Do
grego, a palavra ‘apeirokalia’ significa “falta de experiência das coisas mais
belas”. A partir deste conceito, compreende-se que o sujeito que não tem acesso
a experiências interiores que despertem o desejo pelo Belo, pelo Bem e pelo
Verdadeiro durante a sua formação, jamais alcançará o horizonte de consciência
dos sábios.
A
privação às coisas mais belas predomina em nosso país. Desconhecemos biografias
de nossos ancestrais – ou, quando conhecemos, são enfatizados aspectos pouco
louváveis de suas personalidades. As imagens identitárias do nosso povo são
colocadas a baixo. Esculturas, construções, edificações, pinturas são pouco
apresentadas. Até a nossa língua tem sido violada com o distanciamento do
vernáculo e do seu significado. A música
real tem perdido espaço para séries de ritmos abomináveis.
Este
problema perpassa por uma distorção da cosmovisão sobre o próprio ser humano. Hedonista,
egocêntrico e materialista, o homem moderno busca simplesmente o seu bem-estar.

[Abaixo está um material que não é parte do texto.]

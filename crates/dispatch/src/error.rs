//! Consumer error types.

use thiserror::Error;

/// A failure inside a registered consumer.
///
/// These are caught and logged at the dispatcher boundary. They never
/// reach the caller that triggered dispatch: the originating write is
/// already durable, so a consumer failure can only mean a missing side
/// effect, not a rolled-back write.
#[derive(Debug, Error)]
pub enum ConsumerError {
    /// The event store rejected or failed an append.
    #[error("Event store error: {0}")]
    Store(#[from] event_store::EventStoreError),

    /// An event payload could not be encoded.
    #[error("Serialization error: {0}")]
    Serialization(#[from] serde_json::Error),

    /// A consumer-specific failure.
    #[error("{0}")]
    Failed(String),
}

/// Result type for consumer operations.
pub type Result<T> = std::result::Result<T, ConsumerError>;
//! Cache backend interface consumed by the cache invalidation consumer,
//! plus an in-memory implementation.

pub mod error;
pub mod memory;

pub use error::{CacheError, Result};
pub use memory::InMemoryCache;

use std::time::Duration;

use async_trait::async_trait;

/// A key-value cache backend.
///
/// Values are structured JSON so cached records and listings share one
/// representation. Patterns use a trailing `*` as a prefix wildcard;
/// a pattern without `*` matches the exact key only.
#[async_trait]
pub trait Cache: Send + Sync {
    /// Looks up a value. Expired entries are treated as absent.
    async fn get(&self, key: &str) -> Result<Option<serde_json::Value>>;

    /// Stores a value, optionally expiring after `ttl`.
    async fn set(&self, key: &str, value: serde_json::Value, ttl: Option<Duration>) -> Result<()>;

    /// Removes the entry for an exact key. Removing an absent key is not
    /// an error.
    async fn remove(&self, key: &str) -> Result<()>;

    /// Removes every entry whose key matches the pattern. Returns the
    /// number of entries removed.
    async fn remove_by_pattern(&self, pattern: &str) -> Result<usize>;

    /// Removes every entry.
    async fn clear_all(&self) -> Result<()>;
}
//! Shared types used across the cart event pipeline.

pub mod types;

pub use types::{Actor, AggregateId};
//! Cache invalidation consumer.

use std::sync::Arc;

use async_trait::async_trait;
use cache::Cache;
use domain::{DomainEvent, ShopEvent};

use crate::Result;
use crate::dispatcher::EventConsumer;

/// Exact cache key for one product record.
pub fn product_key(product_id: u64) -> String {
    format!("product:{product_id}")
}

/// Exact cache key for one user's cart.
pub fn cart_key(user_id: &str) -> String {
    format!("cart:{user_id}")
}

/// Pattern matching every cached product listing.
pub const PRODUCT_LISTINGS_PATTERN: &str = "products:*";

/// Pattern matching every cached cart listing.
pub const CART_LISTINGS_PATTERN: &str = "carts:*";

/// The keys affected by one event: an exact per-entity key plus listing
/// patterns whose membership cannot be determined without re-querying.
fn eviction_targets(event: &ShopEvent) -> (String, &'static [&'static str]) {
    match event {
        ShopEvent::ProductCreated(d) => (product_key(d.product_id.value()), &[PRODUCT_LISTINGS_PATTERN]),
        ShopEvent::ProductUpdated(d) => (product_key(d.product_id.value()), &[PRODUCT_LISTINGS_PATTERN]),
        ShopEvent::ProductPriceChanged(d) => (product_key(d.product_id.value()), &[PRODUCT_LISTINGS_PATTERN]),
        ShopEvent::ProductDeleted(d) => (product_key(d.product_id.value()), &[PRODUCT_LISTINGS_PATTERN]),
        ShopEvent::CartCreated(d) => (cart_key(d.user_id.as_str()), &[CART_LISTINGS_PATTERN]),
        ShopEvent::ItemAdded(d) => (cart_key(d.user_id.as_str()), &[CART_LISTINGS_PATTERN]),
        ShopEvent::ItemRemoved(d) => (cart_key(d.user_id.as_str()), &[CART_LISTINGS_PATTERN]),
        ShopEvent::ItemQuantityChanged(d) => (cart_key(d.user_id.as_str()), &[CART_LISTINGS_PATTERN]),
        ShopEvent::CartCheckedOut(d) => (cart_key(d.user_id.as_str()), &[CART_LISTINGS_PATTERN]),
        ShopEvent::CartCleared(d) => (cart_key(d.user_id.as_str()), &[CART_LISTINGS_PATTERN]),
    }
}

/// Dispatcher consumer evicting cache entries made stale by an event.
///
/// Evicts the exact per-entity key and, unconditionally, the listing
/// patterns for that entity kind: listing membership cannot be known
/// without re-querying, so correctness is favored over hit rate. A
/// backend failure is logged and swallowed; a stale entry is tolerated
/// as degraded rather than failing the pipeline.
pub struct CacheInvalidator {
    cache: Arc<dyn Cache>,
}

impl CacheInvalidator {
    /// Creates an invalidator evicting from the given cache.
    pub fn new(cache: Arc<dyn Cache>) -> Self {
        Self { cache }
    }
}

#[async_trait]
impl EventConsumer for CacheInvalidator {
    fn name(&self) -> &'static str {
        "cache-invalidator"
    }

    async fn handle(&self, event: &DomainEvent) -> Result<()> {
        let (exact_key, patterns) = eviction_targets(&event.event);

        if let Err(err) = self.cache.remove(&exact_key).await {
            tracing::warn!(key = %exact_key, error = %err, "cache eviction failed");
        } else {
            metrics::counter!("cache_evictions").increment(1);
        }

        for pattern in patterns {
            match self.cache.remove_by_pattern(pattern).await {
                Ok(removed) => {
                    metrics::counter!("cache_evictions").increment(removed as u64);
                }
                Err(err) => {
                    tracing::warn!(pattern = %pattern, error = %err, "cache pattern eviction failed");
                }
            }
        }

        Ok(())
    }
}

Esta postura é diametralmente oposta à dos filósofos da Antiguidade e da Idade
Média, que buscavam a virtude.
Para
o filósofo alemão Eric Voegelin, a terrestrialização da transcendência humana
constitui-se em um sintoma da decadência do intelecto. Em outras palavras, o
homem contemporâneo é o ‘imbecil’, ou o ‘estulto’. Voegelin recorda que, na
concepção grega, o homem é considerado um ser racional (teomórfico) e, na
israelita, um ser pneumático (espiritual). “Já que é precisamente essa
participação no divino, esse ser teomórfico, que constitui essencialmente o
homem, a desdivinização é sempre seguida de uma desumanização”.
Ora,
entendendo que a ‘apeirokalia’ é a ausência de experiência com as coisas mais
belas, é possível inferir que a maneira de sair desta redoma é vivenciar
experiências com as coisas mais belas. Para tanto, é mister entrar em contato
com as mais elevadas obras da humanidade, seja na pintura, na música, na
literatura, no teatro (ou cinema). Dostoiévski já afirmou: “A Beleza
salvará o mundo”.
Convém
salientar que a Beleza trata-se de uma realidade objetiva. Existem o Belo e o
feio. Existem a virtude e o vício. Existem o Bom e o ruim. Existem a Verdade e
a mentira. Urge reconhecer que existem tais diferenças. Semelhantemente, urge
discerni-las. E é preciso distinguir quais são os artistas que exaltam o belo,
o bom e o verdadeiro e quais os desprezam.
Com
base nos relatos bíblicos, enquanto o Senhor Deus criava o mundo – no ano 4963
a.C. –, via que era tudo “muito bom”. Há no grego a palavra ‘kalokagathía’, que
significa ‘beleza-bondade’. É a partir desta partícula divina presente nos
artistas que a arte deve ser edificada. A verdadeira Beleza está relacionada à
vida de forma plena, tocando no espírito e não instinto.
Vale
ressoar as palavras do papa João Paulo II, na Carta Aos Artistas, datada de 04
de abril de 1999: “(...) desejo a todos vós, artistas caríssimos, que sejais
abençoados, com particular intensidade, por essas inspirações criativas. A
beleza, que transmitíreis às gerações futuras, seja tal que avive nelas o
assombro. Diante da sacralidade da vida e do ser humano, diante das maravilhas
do universo, o assombro é a única atitude condigna”.